At 4:36 +0200 28/07/98, Caroline Leduc wrote:
[Des tas de choses très passionnantes : tout y est à lire...]

>Ne pas reconnaître que les familles typographiques ont des propriétés
>évocatives, sensuelles ou intellectuelles propres serait les imaginer neutres.
>
Mais c'est exactement ce que je pense ! C'est pourquoi je pense aussi que
Jean-Pierre Lacroux à tort : une classification _doit_ tenir compte de
l'ensemble de ces propriétés, y compris des connotations historiques.
Sinon, elle est inutilisable, car parcellaire. Ça n'en fait pas un « manuel
de style », bien sûr, et ne donne aucune garantie de bon goût : ça évite
des fautes à ceux qui sont formés et qui aiment ce travail - c'est déjà ça,
non ?

Que la tâche soit insurmontable, j'en conviens : la preuve en est de
l'insatisfaction qu'on ressent à parcourir la classification Vox. Disons
alors que c'est le but vers lequel doit tendre une bonne classif'...

>par Vibert, se développent après la révolution: la haine des révolutionnaires
>pour le lyrisme et l'individualisme baroque n'est-elle pas clairement lisible
>dans cette famille?(arrêtez moi si je dis des conneries tout de même).
>
Ça me semble plus compliqué que ça, parce que le Didot (et les didones en
général, mais les Bodoni sont plus musicaux, plus souples et harmonieux,
plus « jolis » - ce n'est pas un reproche !) est à la fois la police de
caractères de la Révolution (renversement de l'ordre établi, lyrisme
échevelé des textes du temps) et de la répression (affiches de la Terreur),
de l'ordre moral, de la réaction (le Code civil napoléonien) et de
l'individualisme romantique.

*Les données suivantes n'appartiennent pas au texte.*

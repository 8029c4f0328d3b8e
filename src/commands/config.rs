use anyhow::{Context, Result};
use std::path::Path;
use textnotice::config::{load_config, load_config_file, Config};

pub fn load(config_path: Option<&Path>) -> Result<Config> {
    match config_path {
        Some(path) => load_config_file(path),
        None => load_config(),
    }
}

pub fn handle_config(config_path: Option<&Path>, show: bool, validate: bool, quiet: bool) -> Result<()> {
    if !show && !validate {
        anyhow::bail!("Use --show or --validate");
    }

    let config = load(config_path).context("Failed to load configuration")?;

    if show {
        println!("{}", serde_json::to_string_pretty(&config)?);
    }

    if validate && !quiet {
        println!("Configuration is valid");
    }

    Ok(())
}
use std::path::PathBuf;

use thiserror::Error;

/// Failures of notice resolution. Every variant aborts the whole invocation:
/// a compliance report must never silently omit obligations.
#[derive(Error, Debug)]
pub enum NoticeError {
    #[error("No root targets given")]
    NoRoots,

    #[error("Root target not found in graph: {0}")]
    RootNotFound(String),

    #[error("Graph incomplete: '{from}' depends on missing target '{missing}'")]
    GraphIncomplete { from: String, missing: String },

    #[error("Malformed edge '{from}' -> '{to}': {reason}")]
    MalformedEdge {
        from: String,
        to: String,
        reason: String,
    },

    #[error("Cycle detected: traversal from '{root}' did not terminate at '{at}'")]
    CycleDetected { root: String, at: String },

    #[error("Failed to read license text {}: {source}", path.display())]
    LicenseText {
        path: PathBuf,
        #[source]
        source: std::io::Error,
    },
}

pub type Result<T> = std::result::Result<T, NoticeError>;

C'est _le_ caractère de la révolution
politique et morale de la fin du XVIIIe et du début du XIXe siècle, ce
tremblement de terre qui change tout.

Et, comme un fait exprès, le Didot change lui aussi tout dans la
typographie : c'est le premier caractère qui s'affranchit du souvenir de la
main, de l'écriture manuscrite - c'est le triomphe de la mécanisation. Le
miracle est qu'il soit si souple d'utilisation !

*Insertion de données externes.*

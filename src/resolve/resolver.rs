use rayon::prelude::*;
use std::collections::{HashMap, HashSet, VecDeque};
use tracing::{debug, trace};

use super::{library_name, NoticeKey, PathBuilder, PathStep, Resolution, ResolutionSet};
use crate::error::{NoticeError, Result};
use crate::graph::{Graph, LicenseCondition, LinkageKind, Target};

/// A declared condition a target carries, either its own or inherited from a
/// dependency.
#[derive(Debug, Clone, Copy)]
struct Attachment<'g> {
    origin: &'g Target,
    condition: &'g LicenseCondition,
}

/// Propagates declared conditions along dependency edges and records, for
/// every shipped artifact reachable from the roots, which obligations surface
/// at its installed path.
///
/// Linkage policy:
/// - `static`: everything the dependency carries becomes part of the dependent,
///   transitively.
/// - `dynamic` / `runtime`: the dependency ships alongside the dependent, so
///   its own conditions and everything it statically links attach to the
///   dependent. Its further dynamic dependencies are not followed.
/// - `toolchain`: nothing; the tool is not in the output.
/// - `container`: no obligation flows either way; the member is walked as its
///   own shipped artifact below the container's path.
pub struct ConditionResolver<'g> {
    graph: &'g Graph,
    paths: PathBuilder<'g>,
    attached: HashMap<&'g str, Vec<Attachment<'g>>>,
}

/// Resolve every obligation reachable from `roots`.
pub fn resolve_notices(graph: &Graph, roots: &[String]) -> Result<ResolutionSet> {
    ConditionResolver::new(graph).resolve(roots)
}

impl<'g> ConditionResolver<'g> {
    pub fn new(graph: &'g Graph) -> Self {
        Self {
            graph,
            paths: PathBuilder::new(graph),
            attached: HashMap::new(),
        }
    }

    pub fn resolve(mut self, roots: &[String]) -> Result<ResolutionSet> {
        if roots.is_empty() {
            return Err(NoticeError::NoRoots);
        }

        let graph = self.graph;
        let root_targets = roots
            .iter()
            .map(|id| graph.get(id).ok_or_else(|| NoticeError::RootNotFound(id.clone())))
            .collect::<Result<Vec<_>>>()?;

        let shipped = self.shipped_targets(&root_targets)?;
        for &target in &shipped {
            let attachments = self.attachments_of(target)?;
            self.attached.insert(target.id.as_str(), attachments);
        }

        // Walks share nothing mutable; merging in root order keeps the result
        // independent of scheduling.
        let this = &self;
        let walks = root_targets
            .par_iter()
            .map(|&root| this.walk_root(root))
            .collect::<Result<Vec<_>>>()?;

        let mut resolutions = ResolutionSet::new();
        for walk in walks {
            for resolution in walk {
                resolutions.insert(resolution);
            }
        }

        debug!(
            roots = roots.len(),
            shipped = shipped.len(),
            resolutions = resolutions.len(),
            "Resolved notice conditions"
        );
        Ok(resolutions)
    }

    /// Targets reachable from the roots through container membership, each
    /// once. Validates every edge it passes.
    fn shipped_targets(&self, roots: &[&'g Target]) -> Result<Vec<&'g Target>> {
        let mut seen: HashSet<&'g str> = HashSet::new();
        let mut queue: VecDeque<&'g Target> = VecDeque::new();
        let mut shipped = Vec::new();

        for &root in roots {
            if seen.insert(root.id.as_str()) {
                queue.push_back(root);
            }
        }

        while let Some(target) = queue.pop_front() {
            shipped.push(target);
            for edge in &target.deps {
                let dep = self.dependency(target, &edge.dependency)?;
                if edge.linkage != LinkageKind::Container {
                    continue;
                }
                if !target.is_container() {
                    return Err(NoticeError::MalformedEdge {
                        from: target.id.clone(),
                        to: dep.id.clone(),
                        reason: "container membership edge from a non-container target".to_string(),
                    });
                }
                if seen.insert(dep.id.as_str()) {
                    queue.push_back(dep);
                }
            }
        }

        Ok(shipped)
    }

    fn attachments_of(&self, target: &'g Target) -> Result<Vec<Attachment<'g>>> {
        let mut attachments = Vec::new();
        let mut seen = HashSet::new();
        let mut visited = HashSet::new();
        self.collect(target, true, &mut visited, &mut seen, &mut attachments)?;
        Ok(attachments)
    }

    /// Attach `target`'s conditions and those of its static closure. With
    /// `follow_dynamic`, dynamic and runtime dependencies contribute their own
    /// static closure too.
    fn collect(
        &self,
        target: &'g Target,
        follow_dynamic: bool,
        visited: &mut HashSet<&'g str>,
        seen: &mut HashSet<(&'g str, &'g LicenseCondition)>,
        out: &mut Vec<Attachment<'g>>,
    ) -> Result<()> {
        // static-link cycle
        if !visited.insert(target.id.as_str()) {
            return Ok(());
        }

        push_own(target, seen, out);

        for edge in &target.deps {
            let dep = self.dependency(target, &edge.dependency)?;
            match edge.linkage {
                LinkageKind::Static => self.collect(dep, follow_dynamic, visited, seen, out)?,
                LinkageKind::Dynamic | LinkageKind::Runtime if follow_dynamic => {
                    let mut linked = HashSet::new();
                    self.collect(dep, false, &mut linked, seen, out)?;
                }
                LinkageKind::Dynamic
                | LinkageKind::Runtime
                | LinkageKind::Toolchain
                | LinkageKind::Container => {}
            }
        }

        Ok(())
    }

    fn walk_root(&self, root: &'g Target) -> Result<Vec<Resolution>> {
        let mut out = Vec::new();
        let mut steps = Vec::new();
        let mut on_path = HashSet::new();
        on_path.insert(root.id.as_str());

        self.visit(root, root, &mut steps, &mut on_path, &mut out)?;

        debug!(root = %root.id, resolutions = out.len(), "Walked root");
        Ok(out)
    }

    fn visit(
        &self,
        root: &'g Target,
        target: &'g Target,
        steps: &mut Vec<PathStep<'g>>,
        on_path: &mut HashSet<&'g str>,
        out: &mut Vec<Resolution>,
    ) -> Result<()> {
        if steps.len() >= self.graph.len() {
            return Err(NoticeError::CycleDetected {
                root: root.id.clone(),
                at: target.id.clone(),
            });
        }

        let install_path = self.paths.install_path(root, steps);
        let attachments = self.attached.get(target.id.as_str()).map(Vec::as_slice).unwrap_or(&[]);

        for attachment in attachments {
            let resolution = Resolution {
                notice: NoticeKey::from(attachment.condition),
                library: library_name(attachment.origin, attachment.condition),
                install_path: install_path.clone(),
                shipped: target.id.clone(),
                origin: attachment.origin.id.clone(),
            };
            trace!(
                category = %resolution.notice.category,
                library = %resolution.library,
                path = %resolution.install_path,
                "Resolved obligation"
            );
            out.push(resolution);
        }

        for edge in &target.deps {
            if edge.linkage != LinkageKind::Container {
                continue;
            }
            let member = self.dependency(target, &edge.dependency)?;
            if !on_path.insert(member.id.as_str()) {
                debug!(container = %target.id, member = %member.id, "Breaking container cycle");
                continue;
            }

            steps.push(PathStep::new(edge, member));
            let result = self.visit(root, member, steps, on_path, out);
            steps.pop();
            on_path.remove(member.id.as_str());
            result?;
        }

        Ok(())
    }

    fn dependency(&self, from: &Target, id: &str) -> Result<&'g Target> {
        self.graph.get(id).ok_or_else(|| NoticeError::GraphIncomplete {
            from: from.id.clone(),
            missing: id.to_string(),
        })
    }
}

fn push_own<'g>(
    target: &'g Target,
    seen: &mut HashSet<(&'g str, &'g LicenseCondition)>,
    out: &mut Vec<Attachment<'g>>,
) {
    for condition in &target.conditions {
        if seen.insert((target.id.as_str(), condition)) {
            out.push(Attachment { origin: target, condition });
        }
    }
}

Sa fausse neutralité, qui cache une grande force de conviction, son
apparente rigidité, qui n'est que vertu de simplicité et d'anonymat, en
font, en effet, une police hautement idéologique : un Manifeste pour
l'écrit et la pensée (Les adorateurs des garaldes molassonnes : pas taper,
merci :-))).

>peut imaginer là-dedans une revanche de l'art sur un langage dont il supporte
>mal l'assujettissement dans lequel il le tient :
>
Très pragmatiquement, je crois plutôt à l'assujetissement de tout par la
publicité, par la représentation. Le langage des « arts graphiques » (je ne
parle pas des authentiques artistes), c'est la réduction de tout à la vente
de la marchandise : une entreprise « totalitaire », pour employer des
grands mots.

Alors, et même quand on ne vient pas de ce milieu, on « dessine des
titres », par contamination de langage et ignorance (volontaire ou pas, en
l'occurence je sais que c'était volontaire) de la typographie - celle-ci
fût-elle appliquée au Web - nb : j'aime beaucoup le Triplex, à part ça...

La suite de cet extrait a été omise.